A propos de Camille Bréchaire

Camille Bréchaire vit et enseigne la littérature à Angoulême. Il lit et écrit dès qu’il le peut.

10 commentaires à propos de “#anthologie #25 | L’odeur de mort est couleur de bleu”

  1. je me suis dit : il y a longtemps que je n’ai pas lu Camille, je m’en vais le soutenir…
    et me voilà dans tes odeurs terribles ! c’est dur dis donc…

    • Et que ton soutien est précieux chère Françoise ! Oui terrible je sais… mais c’est ce qui s’écrit depuis le début de l’atelier d’été alors même que je respecte (la plupart du temps enfin il me semble) la consigne de François. Je dois aller au bout de cette histoire. Grand merci en tout cas pour cette belle attention ! Baisers

  2. Oui c’est très dur et très beau aussi.
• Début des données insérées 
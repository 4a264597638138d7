use log::debug;
use rand::rngs::StdRng;
use rand::{Rng, SeedableRng};

use crate::error::{ModelError, Result};
use crate::model::corpus_model::CorpusModel;
use crate::model::generation_input::GenerationInput;
use crate::model::token::Token;

/// One piece of generated output.
#[derive(Debug, PartialEq)]
enum Fragment {
	/// A word, possibly with punctuation glued to its end.
	Text(String),
	ParagraphBreak,
}

/// Ordered output of a single generation run.
#[derive(Debug, Default)]
struct GenerationBuffer {
	fragments: Vec<Fragment>,
}

impl GenerationBuffer {
	fn push_text(&mut self, text: String) {
		self.fragments.push(Fragment::Text(text));
	}

	fn push_break(&mut self) {
		self.fragments.push(Fragment::ParagraphBreak);
	}

	/// Glues a punctuation mark to the previous word, without a space.
	fn attach(&mut self, mark: char) {
		match self.fragments.last_mut() {
			Some(Fragment::Text(text)) => text.push(mark),
			_ => self.fragments.push(Fragment::Text(mark.to_string())),
		}
	}

	/// Joins fragments with single spaces; a paragraph break becomes a line break.
	fn render(&self) -> String {
		let mut out = String::new();
		for fragment in &self.fragments {
			match fragment {
				Fragment::Text(text) => {
					if !out.is_empty() && !out.ends_with('\n') {
						out.push(' ');
					}
					out.push_str(text);
				}
				Fragment::ParagraphBreak => out.push('\n'),
			}
		}
		out
	}
}

/// Uppercases the first character of a token.
fn capitalize(token: &Token) -> String {
	let text = token.to_string();
	let mut chars = text.chars();
	match chars.next() {
		Some(first) => first.to_uppercase().chain(chars).collect(),
		None => String::new(),
	}
}

/// Sentence generator driving the sampler of a trained [`CorpusModel`].
///
/// # Responsibilities
/// - Open the text with a starter word and its second word
/// - Walk the trigram chain, capitalizing after sentence ends and paragraph breaks
/// - Glue punctuation to the preceding word
/// - Stop only at a sentence end, once the minimum length is exceeded
///
/// Any failed draw aborts the run; nothing is retried.
#[derive(Debug)]
pub struct Generator<'a> {
	model: &'a CorpusModel,
}

impl<'a> Generator<'a> {
	pub fn new(model: &'a CorpusModel) -> Self {
		Self { model }
	}

	/// Generates text, seeding the RNG from `input.seed` or from the OS.
	pub fn generate(&self, input: &GenerationInput) -> Result<String> {
		let mut rng = match input.seed {
			Some(seed) => StdRng::seed_from_u64(seed),
			None => StdRng::from_os_rng(),
		};
		self.generate_with_rng(input, &mut rng)
	}

	/// Generates text using the caller's RNG.
	///
	/// # Returns
	/// - `Ok(String)`: whole sentences with more than `input.min_length()` tokens
	///   (words, punctuation and paragraph breaks, first two included)
	///
	/// # Errors
	/// - `EmptyModel` / `UnknownTransition` from the sampler
	/// - `TokenLimit` if `input.max_tokens()` is exceeded
	pub fn generate_with_rng<R: Rng>(&self, input: &GenerationInput, rng: &mut R) -> Result<String> {
		let mut buffer = GenerationBuffer::default();

		let first = self.model.draw_starter(rng)?.clone();
		buffer.push_text(capitalize(&first));

		let second = self.model.draw_second(&first, rng)?.clone();
		let mut is_starter = match &second {
			Token::ParagraphBreak => {
				buffer.push_break();
				true
			}
			Token::Punctuation(mark) => {
				buffer.attach(*mark);
				second.is_sentence_end()
			}
			Token::Word(word) => {
				buffer.push_text(word.clone());
				false
			}
		};

		let (mut previous, mut current) = (first, second);
		let mut drawn = 2;

		loop {
			// One sentence
			loop {
				let next = self.model.draw_next(&previous, &current, rng)?.clone();
				drawn += 1;
				if let Some(limit) = input.max_tokens() {
					if drawn > limit {
						return Err(ModelError::TokenLimit { limit });
					}
				}

				let sentence_done = match &next {
					Token::ParagraphBreak => {
						is_starter = true;
						buffer.push_break();
						false
					}
					Token::Punctuation(mark) => {
						buffer.attach(*mark);
						if next.is_sentence_end() {
							is_starter = true;
						}
						next.is_sentence_end()
					}
					Token::Word(word) => {
						if is_starter {
							is_starter = false;
							buffer.push_text(capitalize(&next));
						} else {
							buffer.push_text(word.clone());
						}
						false
					}
				};

				previous = std::mem::replace(&mut current, next);
				if sentence_done {
					break;
				}
			}

			if drawn > input.min_length() {
				break;
			}
		}

		debug!("Generated {drawn} tokens in {} fragments", buffer.fragments.len());
		Ok(buffer.render())
	}
}

impl CorpusModel {
	/// Generates at least `min_length` tokens of whole sentences with an
	/// OS-seeded RNG.
	pub fn generate(&self, min_length: usize) -> Result<String> {
		Generator::new(self).generate(&GenerationInput::new(min_length))
	}
}
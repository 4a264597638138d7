use std::collections::BTreeMap;

use rand::Rng;

use serde::{Deserialize, Serialize};

use super::token::Token;

/// Weighted successor multiset of one `(previous, current)` pair.
///
/// Conceptually a node of the trigram Markov chain: each outgoing edge is a
/// successor token weighted by the number of times it was observed after
/// the pair.
///
/// ## Invariants
/// - Every occurrence count is strictly positive
/// - A state only exists once at least one successor was observed
#[derive(Serialize, Deserialize, Clone, Debug, Default, PartialEq)]
pub struct State {
	/// Successor token to observation count.
	/// Example: { "sat" => 3, "ran" => 1 }
	successors: BTreeMap<Token, usize>,
}

impl State {
	/// Records one more occurrence of `next` after this pair.
	pub fn add_transition(&mut self, next: Token) {
		*self.successors.entry(next).or_insert(0) += 1;
	}

	/// Total number of observations (sum of all counts).
	pub fn total(&self) -> usize {
		self.successors.values().sum()
	}

	/// Occurrence count of a given successor, 0 if never observed.
	pub fn count(&self, next: &Token) -> usize {
		self.successors.get(next).copied().unwrap_or(0)
	}

	/// Iterates over `(successor, count)` pairs in token order.
	pub fn successors(&self) -> impl Iterator<Item = (&Token, usize)> {
		self.successors.iter().map(|(token, count)| (token, *count))
	}

	/// Draws a successor with probability proportional to its count.
	///
	/// Equivalent to picking a uniform index in the list where every
	/// successor is repeated `count` times, without building that list.
	///
	/// Returns `None` if the state has no transitions.
	pub fn predict<R: Rng>(&self, rng: &mut R) -> Option<&Token> {
		let total = self.total();
		if total == 0 {
			return None;
		}

		let mut r = rng.random_range(0..total);
		for (next, occurrence) in &self.successors {
			if r < *occurrence {
				return Some(next);
			}
			r -= occurrence;
		}

		// Unreachable while counts sum to `total`
		None
	}

	/// Adds every count of `other` into this state.
	pub fn merge(&mut self, other: &Self) {
		for (next, occurrence) in &other.successors {
			*self.successors.entry(next.clone()).or_insert(0) += *occurrence;
		}
	}
}

#[cfg(test)]
mod tests {
	use super::*;
	use rand::SeedableRng;
	use rand::rngs::StdRng;

	#[test]
	fn test_empty_state_predicts_nothing() {
		let state = State::default();
		assert_eq!(state.predict(&mut StdRng::seed_from_u64(1)), None);
	}

	#[test]
	fn test_counts() {
		let mut state = State::default();
		state.add_transition(Token::word("a"));
		state.add_transition(Token::word("a"));
		state.add_transition(Token::Punctuation('.'));
		assert_eq!(state.total(), 3);
		assert_eq!(state.count(&Token::word("a")), 2);
		assert_eq!(state.count(&Token::word("b")), 0);
	}

	#[test]
	fn test_weighted_sampling_converges_to_counts() {
		let mut state = State::default();
		for _ in 0..3 {
			state.add_transition(Token::word("a"));
		}
		state.add_transition(Token::word("b"));

		let mut rng = StdRng::seed_from_u64(42);
		let trials = 40_000;
		let a = Token::word("a");
		let hits = (0..trials).filter(|_| state.predict(&mut rng) == Some(&a)).count();
		let ratio = hits as f64 / trials as f64;
		assert!((ratio - 0.75).abs() < 0.02, "ratio was {ratio}");
	}

	#[test]
	fn test_merge_sums_counts() {
		let mut left = State::default();
		left.add_transition(Token::word("a"));
		let mut right = State::default();
		right.add_transition(Token::word("a"));
		right.add_transition(Token::word("b"));

		left.merge(&right);
		assert_eq!(left.count(&Token::word("a")), 2);
		assert_eq!(left.count(&Token::word("b")), 1);
		assert_eq!(left.total(), 3);
	}
}
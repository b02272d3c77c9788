//! Prompt Builder: turns a parsed query plus formatted retrieval context
//! into the system+user prompt handed to the LLM gateway.

use crate::query_parser::{Intent, ParsedQuery, QueryType};

const SYSTEM_PROMPT: &str = "You are an assistant answering questions about a corpus of work requests, in the language the user asked in.";

fn instruction_for(query_type: QueryType) -> &'static str {
    match query_type {
        QueryType::Count => "State the number first, then break down the result.",
        QueryType::Urgent => "List the requests ordered by days until deadline.",
        QueryType::Similar => "Explain what the candidates share with the source request.",
        QueryType::Summarize => "Include per-project, per-status, and per-type tallies.",
        QueryType::Find => "Summarise the matching set briefly.",
        QueryType::AnswerRetrieval => "Quote the answer from the source request if present.",
    }
}

/// Prose description of the filters the retriever applied, so the model
/// never needs to guess at scope.
fn entity_context_block(parsed: &ParsedQuery) -> String {
    let mut clauses = Vec::new();
    let entities = &parsed.entities;

    if let Some(name) = &entities.person_name {
        clauses.push(format!("restricted to person \"{name}\""));
    }
    if let Some(name) = &entities.project_name {
        clauses.push(format!("restricted to project \"{name}\""));
    }
    if let Some(type_id) = entities.type_id {
        clauses.push(format!("restricted to type {type_id}"));
    }
    if let Some(status_id) = entities.status_id {
        clauses.push(format!("restricted to status {status_id}"));
    }
    if let Some(range) = &entities.date_range {
        clauses.push(describe_date_range(range));
    }
    if entities.urgency {
        clauses.push("restricted to requests nearing their deadline".to_string());
    }
    if let Some(id) = &entities.request_id {
        clauses.push(format!("anchored on source request {id}"));
    }
    if matches!(parsed.intent, Intent::General) && clauses.is_empty() {
        clauses.push("no structured filters applied; matched by meaning alone".to_string());
    }

    if clauses.is_empty() {
        "No filters were applied.".to_string()
    } else {
        format!("Filters applied: {}.", clauses.join("; "))
    }
}

fn describe_date_range(range: &crate::query_parser::DateRange) -> String {
    use crate::query_parser::DateRangeType;
    match range.range_type {
        DateRangeType::LastNDays => format!("restricted to the last {} days", range.days.unwrap_or(0)),
        DateRangeType::LastWeek => "restricted to the last week".to_string(),
        DateRangeType::LastMonth => "restricted to the last month".to_string(),
        DateRangeType::Range => format!(
            "restricted to the window {} to {}",
            range.start.clone().unwrap_or_default(),
            range.end.clone().unwrap_or_default()
        ),
        DateRangeType::Single => format!("restricted to {}", range.start.clone().unwrap_or_default()),
    }
}

/// Builds the user-segment body.
pub fn build_user_segment(parsed: &ParsedQuery, formatted_context: &str) -> String {
    format!(
        "<instruction>{instruction}\n\n{entity_context}</instruction>\n\nContext:\n{context}\n\nQuestion: {query}",
        instruction = instruction_for(parsed.query_type),
        entity_context = entity_context_block(parsed),
        context = formatted_context,
        query = parsed.raw_query,
    )
}

pub fn system_prompt() -> &'static str {
    SYSTEM_PROMPT
}

/// Full two-segment prompt; the orchestrator concatenates the pair into
/// the single string the LLM gateway's `generate` call accepts.
pub fn build_prompt(parsed: &ParsedQuery, formatted_context: &str) -> (String, String) {
    (system_prompt().to_string(), build_user_segment(parsed, formatted_context))
}

#[cfg(test)]
mod tests {
    use super::*;
    use crate::query_parser::Entities;

    fn parsed(query_type: QueryType, intent: Intent, entities: Entities) -> ParsedQuery {
        ParsedQuery {
            raw_query: "how many requests".to_string(),
            intent,
            query_type,
            entities,
            target_fields: vec![],
        }
    }

    #[test]
    fn test_count_instruction_mentions_number_first() {
        let p = parsed(QueryType::Count, Intent::General, Entities::default());
        let user = build_user_segment(&p, "ctx");
        assert!(user.contains("State the number first"));
    }

    #[test]
    fn test_entity_context_lists_person_filter() {
        let mut entities = Entities::default();
        entities.person_name = Some("Dana".to_string());
        let p = parsed(QueryType::Find, Intent::Person, entities);
        let user = build_user_segment(&p, "ctx");
        assert!(user.contains("restricted to person \"Dana\""));
    }

    #[test]
    fn test_no_entities_general_intent_declares_semantic_only() {
        let p = parsed(QueryType::Find, Intent::General, Entities::default());
        let user = build_user_segment(&p, "ctx");
        assert!(user.contains("matched by meaning alone"));
    }

    #[test]
    fn test_prompt_never_mentions_absent_fields() {
        let p = parsed(QueryType::Find, Intent::General, Entities::default());
        let user = build_user_segment(&p, "ctx");
        assert!(!user.contains("restricted to type"));
        assert!(!user.contains("restricted to status"));
    }
}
Et me voilà « plongé » – c’est bien le mot, dans l’eau d’un caveau inondé qu’il a bien fallu pomper pour faire nouvelle place suffisamment sèche. Là que j’ai appris que c’est chose « courante », et me suis demandé, voyant cette eau là, pluie mêlée aux liquides de décomposition, cette eau stagnante ras la gueule ouverte de la tombe, me suis demandé si elle sentait encore…

    • Merci Jacques pour cette plongée dans mes petits mots ça me touche beaucoup ! J’évite de me demander si elle sent encore personnellement mais c’est une bonne question haha ! Au plaisir de te recroiser dans tes textes ! A bientôt !

  3. D’autant plus terrible, que terriblement bien écrit et que l’on ne peut échapper à cette lecture. Chapeau bas.